++++ Task inputs ++++

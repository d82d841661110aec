//! Transfer ledger CLI
//!
//! Applies a command file to an in-memory ledger and writes a report.
//!
//! # Usage
//!
//! ```bash
//! cargo run -- commands.csv > accounts.csv
//! cargo run -- --accounts bank.csv commands.csv
//! cargo run -- --min-amount 10 --format text commands.csv
//! cargo run -- --report history commands.csv > history.csv
//! RUST_LOG=info cargo run -- commands.csv
//! ```
//!
//! Without `--accounts`, the built-in demo registry (accounts 1001, 1002 and
//! 1003) is used.
//!
//! # Exit Codes
//!
//! - 0: Success
//! - 1: Error (file not found, malformed registry, output failure, etc.)

use std::process;
use transfer_ledger::cli;
use transfer_ledger::core::{demo_accounts, Ledger};
use transfer_ledger::driver::CommandProcessor;
use transfer_ledger::io::read_accounts;
use transfer_ledger::logging;
use transfer_ledger::LedgerError;

fn run(args: &cli::CliArgs) -> Result<(), LedgerError> {
    let accounts = match &args.accounts_file {
        Some(path) => read_accounts(path)?,
        None => demo_accounts(),
    };
    let mut ledger = Ledger::new(accounts)?;

    let processor = CommandProcessor::new(args.to_policy(), args.report, args.format);
    let mut output = std::io::stdout();
    processor.run(&mut ledger, &args.input_file, &mut output)?;
    Ok(())
}

fn main() {
    let args = cli::parse_args();
    logging::init();

    if let Err(e) = run(&args) {
        eprintln!("Error: {}", e);
        process::exit(1);
    }
}
//! Account-related types for the transfer ledger
//!
//! This module defines the Account structure held in the ledger registry.
//! Identity fields are public and opaque to the engine; the balance, the
//! pending queue and the history are only mutated through the ledger.

use super::transfer::{CompletedTransfer, TransferRequest};
use chrono::{DateTime, Utc};
use rust_decimal::Decimal;

/// Account identifier
///
/// Unique, assigned when the registry is built and never changed.
pub type AccountNumber = u32;

/// A bank account in the ledger registry
#[derive(Debug, Clone, PartialEq)]
pub struct Account {
    /// Lookup key for the account
    pub number: AccountNumber,

    /// Holder's first name
    pub first_name: String,

    /// Holder's last name
    pub last_name: String,

    /// Holder's identity document number
    pub id_number: String,

    /// Current balance
    balance: Decimal,

    /// Transfers queued by this account, in queuing order
    ///
    /// Every request in here has `source == number`.
    pending: Vec<TransferRequest>,

    /// Transfers applied by this account, in completion order
    history: Vec<CompletedTransfer>,
}

impl Account {
    /// Create an account with an empty queue and no history
    pub fn new(
        number: AccountNumber,
        first_name: impl Into<String>,
        last_name: impl Into<String>,
        id_number: impl Into<String>,
        balance: Decimal,
    ) -> Self {
        Account {
            number,
            first_name: first_name.into(),
            last_name: last_name.into(),
            id_number: id_number.into(),
            balance,
            pending: Vec::new(),
            history: Vec::new(),
        }
    }

    /// Seed a pending transfer originating from this account
    ///
    /// Used when building a registry that already carries queued work.
    /// The source of the request is always this account.
    pub fn with_pending_transfer(
        mut self,
        queued_at: DateTime<Utc>,
        destination: AccountNumber,
        amount: Decimal,
    ) -> Self {
        self.pending.push(TransferRequest {
            queued_at,
            source: self.number,
            destination,
            amount,
        });
        self
    }

    /// Seed a history entry for a transfer this account already executed
    pub fn with_completed_transfer(
        mut self,
        queued_at: DateTime<Utc>,
        destination: AccountNumber,
        amount: Decimal,
        executed_at: DateTime<Utc>,
    ) -> Self {
        self.history.push(CompletedTransfer {
            request: TransferRequest {
                queued_at,
                source: self.number,
                destination,
                amount,
            },
            executed_at,
        });
        self
    }

    /// Holder's full name, "first last"
    pub fn holder_name(&self) -> String {
        format!("{} {}", self.first_name, self.last_name)
    }

    pub fn balance(&self) -> Decimal {
        self.balance
    }

    pub fn pending(&self) -> &[TransferRequest] {
        &self.pending
    }

    pub fn history(&self) -> &[CompletedTransfer] {
        &self.history
    }

    pub(crate) fn set_balance(&mut self, balance: Decimal) {
        self.balance = balance;
    }

    pub(crate) fn push_pending(&mut self, request: TransferRequest) {
        self.pending.push(request);
    }

    /// Remove the whole pending queue, leaving it empty
    pub(crate) fn take_pending(&mut self) -> Vec<TransferRequest> {
        std::mem::take(&mut self.pending)
    }

    pub(crate) fn push_history(&mut self, completed: CompletedTransfer) {
        self.history.push(completed);
    }
}
//! Thread-safe ledger handle
//!
//! `SharedLedger` wraps one `Ledger` behind a single global lock. Every
//! `queue_transfer` and `settle` call runs with the lock held, so each
//! settlement batch is applied as a unit and concurrent settlements that
//! transfer into each other cannot deadlock: there is only one lock to take.
//!
//! Handles are cheap to clone; all clones see the same registry.

use crate::core::ledger::Ledger;
use crate::core::traits::{Clock, SystemClock, TransferEngine};
use crate::types::{Account, AccountNumber, LedgerError, SettlementReport, TransferRequest};
use parking_lot::Mutex;
use rust_decimal::Decimal;
use std::sync::Arc;

/// Cloneable, thread-safe handle to a ledger
#[derive(Debug)]
pub struct SharedLedger<C = SystemClock> {
    inner: Arc<Mutex<Ledger<C>>>,
}

impl<C> Clone for SharedLedger<C> {
    fn clone(&self) -> Self {
        SharedLedger {
            inner: Arc::clone(&self.inner),
        }
    }
}

impl<C: Clock> SharedLedger<C> {
    pub fn new(ledger: Ledger<C>) -> Self {
        SharedLedger {
            inner: Arc::new(Mutex::new(ledger)),
        }
    }

    /// Queue a transfer; see [`Ledger::queue_transfer`]
    pub fn queue_transfer(
        &self,
        source: AccountNumber,
        destination: AccountNumber,
        amount: Decimal,
    ) -> Result<TransferRequest, LedgerError> {
        self.inner.lock().queue_transfer(source, destination, amount)
    }

    /// Settle an account; see [`Ledger::settle`]
    pub fn settle(&self, account: AccountNumber) -> Result<SettlementReport, LedgerError> {
        self.inner.lock().settle(account)
    }

    /// Run a read-only closure against a consistent view of the ledger
    pub fn read<R>(&self, f: impl FnOnce(&Ledger<C>) -> R) -> R {
        f(&self.inner.lock())
    }

    pub fn total_balance(&self) -> Decimal {
        self.read(Ledger::total_balance)
    }

    pub fn snapshot(&self) -> Vec<Account> {
        self.read(|ledger| ledger.accounts().into_iter().cloned().collect())
    }
}

impl<C: Clock> TransferEngine for SharedLedger<C> {
    fn queue_transfer(
        &mut self,
        source: AccountNumber,
        destination: AccountNumber,
        amount: Decimal,
    ) -> Result<TransferRequest, LedgerError> {
        SharedLedger::queue_transfer(self, source, destination, amount)
    }

    fn settle(&mut self, account: AccountNumber) -> Result<SettlementReport, LedgerError> {
        SharedLedger::settle(self, account)
    }

    fn contains(&self, account: AccountNumber) -> bool {
        self.read(|ledger| ledger.contains(account))
    }

    fn snapshot(&self) -> Vec<Account> {
        SharedLedger::snapshot(self)
    }
}

#[cfg(test)]
mod tests {
    use super::*;
    use std::thread;

    fn ledger() -> Ledger {
        Ledger::new(vec![
            Account::new(1, "Ann", "Lee", "1", Decimal::from(1000)),
            Account::new(2, "Ben", "Lee", "2", Decimal::from(1000)),
        ])
        .unwrap()
    }

    #[test]
    fn test_clones_share_state() {
        let shared = SharedLedger::new(ledger());
        let other = shared.clone();

        other.queue_transfer(1, 2, Decimal::from(250)).unwrap();
        shared.settle(1).unwrap();

        assert_eq!(
            other.read(|ledger| ledger.account(2).map(Account::balance)),
            Ok(Decimal::from(1250))
        );
    }

    #[test]
    fn test_cross_settlement_from_two_threads() {
        let shared = SharedLedger::new(ledger());
        let total = shared.total_balance();

        thread::scope(|scope| {
            for (source, destination) in [(1, 2), (2, 1)] {
                let handle = shared.clone();
                scope.spawn(move || {
                    for _ in 0..100 {
                        handle
                            .queue_transfer(source, destination, Decimal::from(7))
                            .unwrap();
                        handle.settle(source).unwrap();
                    }
                });
            }
        });

        assert_eq!(shared.total_balance(), total);
        for account in shared.snapshot() {
            assert!(account.pending().is_empty());
        }
    }

    #[test]
    fn test_engine_trait_object() {
        let mut engine: Box<dyn TransferEngine> = Box::new(SharedLedger::new(ledger()));

        engine.queue_transfer(2, 1, Decimal::from(10)).unwrap();
        let report = engine.settle(2).unwrap();

        assert_eq!(report.applied.len(), 1);
        assert_eq!(engine.snapshot()[0].balance(), Decimal::from(1010));
    }

    #[test]
    fn test_shared_ledger_is_send_sync() {
        fn assert_send_sync<T: Send + Sync>() {}
        assert_send_sync::<SharedLedger>();
    }
}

++++

If a line in the data above holds the string "CommandProcessor", report that line.

### [Answer to this task]
use transfer_ledger::driver::CommandProcessor;
    let processor = CommandProcessor::new(args.to_policy(), args.report, args.format);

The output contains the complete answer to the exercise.